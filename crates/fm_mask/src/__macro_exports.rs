//! Items used by the code `#[derive(Masked)]` generates. Not public API.

pub use alloc::sync::Arc;

#[cfg(feature = "auto_register")]
pub mod auto_register {
    pub use inventory;

    use core::any::TypeId;

    use crate::{MaskError, MaskRegistry};

    /// Entry submitted for each concrete `#[derive(Masked)]` record.
    ///
    /// `eager` is set for `#[mask(auto_register)]` types.
    pub struct __AutoRegisterFunc {
        pub type_id: fn() -> TypeId,
        pub register: fn(&MaskRegistry) -> Result<(), MaskError>,
        pub eager: bool,
    }

    inventory::collect!(__AutoRegisterFunc);
}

....

What the exercise asks →
Word for word, restate the lines running from the one containing "pub use alloc::sync::Arc;" through the final line of the records above, and nothing besides.

Answer to this task →
pub use alloc::sync::Arc;

#[cfg(feature = "auto_register")]
pub mod auto_register {
    pub use inventory;

    use core::any::TypeId;

    use crate::{MaskError, MaskRegistry};

    /// Entry submitted for each concrete `#[derive(Masked)]` record.
    ///
    /// `eager` is set for `#[mask(auto_register)]` types.
    pub struct __AutoRegisterFunc {
        pub type_id: fn() -> TypeId,
        pub register: fn(&MaskRegistry) -> Result<(), MaskError>,
        pub eager: bool,
    }

    inventory::collect!(__AutoRegisterFunc);
}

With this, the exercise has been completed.